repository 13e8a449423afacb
mod args;

pub use args::*;
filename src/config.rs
//! Provider configuration: credentials, endpoints, feature flags and
//! operation timeouts.

use std::path::Path;
use std::str::FromStr;
use std::time::Duration;

use serde::{Deserialize, Serialize};
use thiserror::Error;

use crate::context::Context;
use crate::validate;

/// SECURITY: Error messages must NEVER contain the access token.
#[derive(Debug, Error)]
pub enum ConfigError {
    #[error("{0} must be set")]
    Missing(&'static str),

    #[error("invalid {field}: {message}")]
    Invalid { field: &'static str, message: String },

    #[error("unknown environment {0:?}, expected one of: public, usgovernment, china")]
    UnknownEnvironment(String),

    #[error("reading features file {path}: {message}")]
    FeaturesFile { path: String, message: String },
}

#[derive(Debug, Clone, Copy, PartialEq, Eq, Default)]
pub enum Environment {
    #[default]
    Public,
    UsGovernment,
    China,
}

impl Environment {
    pub fn resource_manager_endpoint(self) -> &'static str {
        match self {
            Environment::Public => "https://management.azure.com",
            Environment::UsGovernment => "https://management.usgovcloudapi.net",
            Environment::China => "https://management.chinacloudapi.cn",
        }
    }
}

impl FromStr for Environment {
    type Err = ConfigError;

    fn from_str(s: &str) -> Result<Self, Self::Err> {
        match s.trim().to_ascii_lowercase().as_str() {
            "public" | "azurecloud" => Ok(Environment::Public),
            "usgovernment" | "azureusgovernmentcloud" => Ok(Environment::UsGovernment),
            "china" | "azurechinacloud" => Ok(Environment::China),
            other => Err(ConfigError::UnknownEnvironment(other.to_string())),
        }
    }
}

#[derive(Debug, Clone, Copy, PartialEq, Eq, Serialize, Deserialize)]
#[serde(default)]
pub struct ResourceGroupFeatures {
    pub prevent_deletion_if_contains_resources: bool,
}

impl Default for ResourceGroupFeatures {
    fn default() -> Self {
        Self {
            prevent_deletion_if_contains_resources: true,
        }
    }
}

#[derive(Debug, Clone, Copy, PartialEq, Eq, Serialize, Deserialize)]
#[serde(default)]
pub struct AppConfigurationFeatures {
    pub purge_soft_delete_on_destroy: bool,
    pub recover_soft_deleted: bool,
}

impl Default for AppConfigurationFeatures {
    fn default() -> Self {
        Self {
            purge_soft_delete_on_destroy: true,
            recover_soft_deleted: true,
        }
    }
}

/// Behaviour switches, read from an optional JSON file. Missing keys keep
/// their defaults.
#[derive(Debug, Clone, Copy, Default, PartialEq, Eq, Serialize, Deserialize)]
#[serde(default)]
pub struct Features {
    pub resource_group: ResourceGroupFeatures,
    pub app_configuration: AppConfigurationFeatures,
}

impl Features {
    pub fn from_json(json: &str) -> Result<Self, serde_json::Error> {
        serde_json::from_str(json)
    }

    pub fn from_file(path: &Path) -> Result<Self, ConfigError> {
        let contents = std::fs::read_to_string(path).map_err(|e| ConfigError::FeaturesFile {
            path: path.display().to_string(),
            message: e.to_string(),
        })?;
        Self::from_json(&contents).map_err(|e| ConfigError::FeaturesFile {
            path: path.display().to_string(),
            message: e.to_string(),
        })
    }
}

#[derive(Debug, Clone, Copy, PartialEq, Eq)]
pub struct Timeouts {
    pub create: Duration,
    pub read: Duration,
    pub update: Duration,
    pub delete: Duration,
}

impl Default for Timeouts {
    fn default() -> Self {
        Self {
            create: Duration::from_secs(30 * 60),
            read: Duration::from_secs(5 * 60),
            update: Duration::from_secs(30 * 60),
            delete: Duration::from_secs(30 * 60),
        }
    }
}

impl Timeouts {
    pub fn for_create(&self, parent: &Context) -> Context {
        parent.with_timeout(self.create)
    }

    pub fn for_read(&self, parent: &Context) -> Context {
        parent.with_timeout(self.read)
    }

    pub fn for_update(&self, parent: &Context) -> Context {
        parent.with_timeout(self.update)
    }

    pub fn for_delete(&self, parent: &Context) -> Context {
        parent.with_timeout(self.delete)
    }
}

#[derive(Clone, Default)]
pub struct ProviderConfig {
    pub subscription_id: String,
    pub tenant_id: Option<String>,
    pub access_token: String,
    pub environment: Environment,
    /// Overrides the environment's Resource Manager endpoint.
    pub endpoint: Option<String>,
    pub features: Features,
    pub timeouts: Timeouts,
}

impl ProviderConfig {
    pub fn endpoint(&self) -> &str {
        self.endpoint
            .as_deref()
            .unwrap_or_else(|| self.environment.resource_manager_endpoint())
    }

    pub fn validate(&self) -> Result<(), ConfigError> {
        if self.subscription_id.trim().is_empty() {
            return Err(ConfigError::Missing("subscription_id"));
        }
        if let Some(err) = validate::is_uuid(&self.subscription_id, "subscription_id")
            .errors
            .into_iter()
            .next()
        {
            return Err(ConfigError::Invalid {
                field: "subscription_id",
                message: err.message,
            });
        }
        if let Some(tenant_id) = &self.tenant_id {
            if let Some(err) = validate::is_uuid(tenant_id, "tenant_id").errors.into_iter().next() {
                return Err(ConfigError::Invalid {
                    field: "tenant_id",
                    message: err.message,
                });
            }
        }
        if self.access_token.trim().is_empty() {
            return Err(ConfigError::Missing("access_token"));
        }
        if let Some(endpoint) = &self.endpoint {
            reqwest::Url::parse(endpoint).map_err(|e| ConfigError::Invalid {
                field: "endpoint",
                message: e.to_string(),
            })?;
        }
        Ok(())
    }
}

impl std::fmt::Debug for ProviderConfig {
    fn fmt(&self, f: &mut std::fmt::Formatter<'_>) -> std::fmt::Result {
        f.debug_struct("ProviderConfig")
            .field("subscription_id", &self.subscription_id)
            .field("tenant_id", &self.tenant_id)
            .field("access_token", &"[REDACTED]")
            .field("environment", &self.environment)
            .field("endpoint", &self.endpoint)
            .field("features", &self.features)
            .field("timeouts", &self.timeouts)
            .finish()
    }
}

#[cfg(test)]
mod tests {
    use super::*;

    const SUBSCRIPTION: &str = "12345678-1234-9876-4563-123456789012";

    fn config() -> ProviderConfig {
        ProviderConfig {
            subscription_id: SUBSCRIPTION.to_string(),
            access_token: "secret_token_value".to_string(),
            ..Default::default()
        }
    }

    #[test]
    fn test_valid_config() {
        assert!(config().validate().is_ok());
        assert_eq!(config().endpoint(), "https://management.azure.com");
    }

    #[test]
    fn test_missing_subscription() {
        let cfg = ProviderConfig {
            subscription_id: String::new(),
            ..config()
        };
        assert!(matches!(
            cfg.validate(),
            Err(ConfigError::Missing("subscription_id"))
        ));
    }

    #[test]
    fn test_invalid_subscription() {
        let cfg = ProviderConfig {
            subscription_id: "abc".to_string(),
            ..config()
        };
        assert!(matches!(
            cfg.validate(),
            Err(ConfigError::Invalid {
                field: "subscription_id",
                ..
            })
        ));
    }

    #[test]
    fn test_missing_token() {
        let cfg = ProviderConfig {
            access_token: " ".to_string(),
            ..config()
        };
        assert!(matches!(cfg.validate(), Err(ConfigError::Missing("access_token"))));
    }

    #[test]
    fn test_endpoint_override() {
        let cfg = ProviderConfig {
            endpoint: Some("http://127.0.0.1:8080".to_string()),
            environment: Environment::China,
            ..config()
        };
        assert!(cfg.validate().is_ok());
        assert_eq!(cfg.endpoint(), "http://127.0.0.1:8080");

        let bad = ProviderConfig {
            endpoint: Some("not a url".to_string()),
            ..config()
        };
        assert!(bad.validate().is_err());
    }

    #[test]
    fn test_environment_from_str() {
        assert_eq!("public".parse::<Environment>().unwrap(), Environment::Public);
        assert_eq!(
            "AzureUSGovernmentCloud".parse::<Environment>().unwrap(),
            Environment::UsGovernment
        );
        assert_eq!(
            Environment::China.resource_manager_endpoint(),
            "https://management.chinacloudapi.cn"
        );
        assert!("mars".parse::<Environment>().is_err());
    }

    #[test]
    fn test_debug_does_not_expose_token() {
        let debug_output = format!("{:?}", config());
        assert!(debug_output.contains("[REDACTED]"));
        assert!(!debug_output.contains("secret_token_value"));
    }

    #[test]
    fn test_feature_defaults() {
        let features = Features::default();
        assert!(features.resource_group.prevent_deletion_if_contains_resources);
        assert!(features.app_configuration.purge_soft_delete_on_destroy);
        assert!(features.app_configuration.recover_soft_deleted);
    }

    #[test]
    fn test_features_partial_json_keeps_defaults() {
        let features = Features::from_json(
            r#"{"resource_group": {"prevent_deletion_if_contains_resources": false}}"#,
        )
        .unwrap();
        assert!(!features.resource_group.prevent_deletion_if_contains_resources);
        assert!(features.app_configuration.purge_soft_delete_on_destroy);
    }

    #[tokio::test]
    async fn test_timeouts_derive_deadlines() {
        let timeouts = Timeouts {
            read: Duration::from_secs(1),
            ..Default::default()
        };
        let parent = Context::background();
        let read = timeouts.for_read(&parent);
        let create = timeouts.for_create(&parent);
        assert!(read.deadline().unwrap() < create.deadline().unwrap());
    }
}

PROBLEM STATEMENT:
Report how many lines in the data include the string "bool", giving nothing but that number.

YOUR SOLUTION:
3